Middle Primitive Elvish
khug
root. bark, bay
Changes
KHUGAN→ KHUG ✧ Ety/KHUGANDerivatives
- ᴹ✶khugan “hound” ✧ Ety/KHUGAN
- Q. hú “hound (or ?heart)”
- ᴹQ. huan “hound, hound, [ᴱQ.] dog” ✧ Ety/KHUGAN
- ᴺQ. húni “bitch, *female dog”
- ᴹQ. huo “dog” ✧ Ety/KHUGAN
- N. hû “dog” ✧ Ety/KHUGAN
- N. Huan “hound” ✧ Ety/KHUGAN
- S. huan “great dog, hound”
- ᴺS. huar “hound, wild dog, wild dog”
- ᴺS. huil “bitch, *female dog”
Element in
Variations
- KHUGAN ✧ Ety/KHUGAN (
KHUGAN)
This root was the basis for several “dog” words, most notably S. (or Q.) Huan “Hound”, a name Tolkien used throughout his life. Its earliest precursor was the root ᴱ√SAẆA from the Qenya Lexicon of the 1910s, which had the derivative ᴱQ. fan (fand-) “dog”. In the somewhat earlier Qenya Phonology, Tolkien had ᴱQ. hwan >> huan >> fan, reflecting conceptual shifts in the phonetic development of initial sẉ- in Qenya (PE12/26 note #149). In the contemporaneous Gnomish lexicon the words G. hû “dog” and G. saur “hound, wild dog” seem to be derived from this same root (GL/49, 67). The Early Noldorin word ᴱN. fan(d) “dog” in word lists of the 1920s is probably of similar origin (PE13/143).

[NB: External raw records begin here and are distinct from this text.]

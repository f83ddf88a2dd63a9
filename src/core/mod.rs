//! Core helpers for stretch-coach.
//!
//! Shared date/time utilities and the time source abstraction used by the
//! session clock.

mod datetime;
mod time;

pub use datetime::{
    date_key, days_in_month, format_mmss, format_reminder, monday_index, parse_date_key,
    parse_reminder, remaining_seconds,
};
pub use time::{SystemClock, TimeSource};
#[cfg(test)]
pub use time::ManualClock;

In The Etymologies of the 1930s, Tolkien derived N. Huan and a number of other dog-words, first from an (unglossed) extended root ᴹ√KHUGAN, and then from ᴹ√KHUG “bark, bay” (Ety/KHUGAN). In their Reader’s Companion to the Lord of the Rings, Wayne Hammond and Christina Scull said:
> The first element of Huorn could be derived from the base KHUG- “bark, bay”, which appears to be supported by unpublished etymological notes by Tolkien (RC/425).

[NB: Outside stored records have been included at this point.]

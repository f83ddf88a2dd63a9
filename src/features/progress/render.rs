//! Plain-text rendering of progress data for the terminal.

use super::calendar::{HeatmapDay, MonthCalendar, CALENDAR_COUNT_CAP};

const FULL_BLOCK: char = '█';

/// Shade for a capped calendar count.
fn intensity(count: usize) -> char {
    match count {
        0 => '·',
        1 => '░',
        2..=3 => '▒',
        c if c < CALENDAR_COUNT_CAP => '▓',
        _ => FULL_BLOCK,
    }
}

fn label(labels: &[String], idx: usize) -> &str {
    labels.get(idx).map_or("", String::as_str)
}

/// Render the seven-day heatmap as two lines: weekday labels over day
/// numbers, with active days marked.
#[must_use]
pub fn render_mini_heatmap(days: &[HeatmapDay], weekday_labels: &[String]) -> String {
    let header: Vec<String> = days
        .iter()
        .map(|d| format!("{:^5}", label(weekday_labels, d.weekday)))
        .collect();
    let cells: Vec<String> = days
        .iter()
        .map(|d| {
            if d.active {
                format!("[{:>2}]", d.day)
            } else {
                format!(" {:>2} ", d.day)
            }
        })
        .collect();

    format!("{}\n{}", header.join(" "), cells.join(" "))
}

/// Render a Monday-first month grid with a shade per day.
#[must_use]
pub fn render_calendar(calendar: &MonthCalendar, weekday_labels: &[String]) -> String {
    let mut lines = vec![format!("{:04}-{:02}", calendar.year, calendar.month)];
    lines.push(
        (0..7)
            .map(|i| format!("{:<5}", label(weekday_labels, i)))
            .collect::<String>()
            .trim_end()
            .to_string(),
    );

    let mut row = "     ".repeat(calendar.leading_blanks);
    let mut column = calendar.leading_blanks;
    for day in &calendar.days {
        row.push_str(&format!("{:>2} {} ", day.day, intensity(day.display_count())));
        column += 1;
        if column == 7 {
            lines.push(row.trim_end().to_string());
            row.clear();
            column = 0;
        }
    }
    if !row.is_empty() {
        lines.push(row.trim_end().to_string());
    }

    lines.join("\n")
}

/// Render a bordered box of label/value pairs.
#[must_use]
pub fn render_summary_box(title: &str, items: &[(String, String)]) -> String {
    let width_of = |s: &str| s.chars().count();
    let max_label = items.iter().map(|(l, _)| width_of(l)).max().unwrap_or(0);
    let max_value = items.iter().map(|(_, v)| width_of(v)).max().unwrap_or(0);
    let inner = (max_label + max_value + 3).max(width_of(title)) + 2;

    let mut lines = vec![format!("┌{}┐", "─".repeat(inner))];
    let pad = inner - width_of(title);
    lines.push(format!(
        "│{}{}{}│",
        " ".repeat(pad / 2),
        title,
        " ".repeat(pad - pad / 2)
    ));
    lines.push(format!("├{}┤", "─".repeat(inner)));
    for (label, value) in items {
        let item = format!(
            "{}{} : {}",
            " ".repeat(max_label - width_of(label)),
            label,
            value
        );
        lines.push(format!("│ {}{} │", item, " ".repeat(inner - 2 - width_of(&item))));
    }
    lines.push(format!("└{}┘", "─".repeat(inner)));

    lines.join("\n")
}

Hammond and Scull did not further describe these notes so we don’t know whether it actually contained √KHUG, but I think it is likely that these “unpublished notes” refer to the etymology of Huorn on PE17/86, which does not contain √KHUG but does have Q. hú “hound” (the word’s gloss is unclear and might be “heart” according to Christopher Gilson).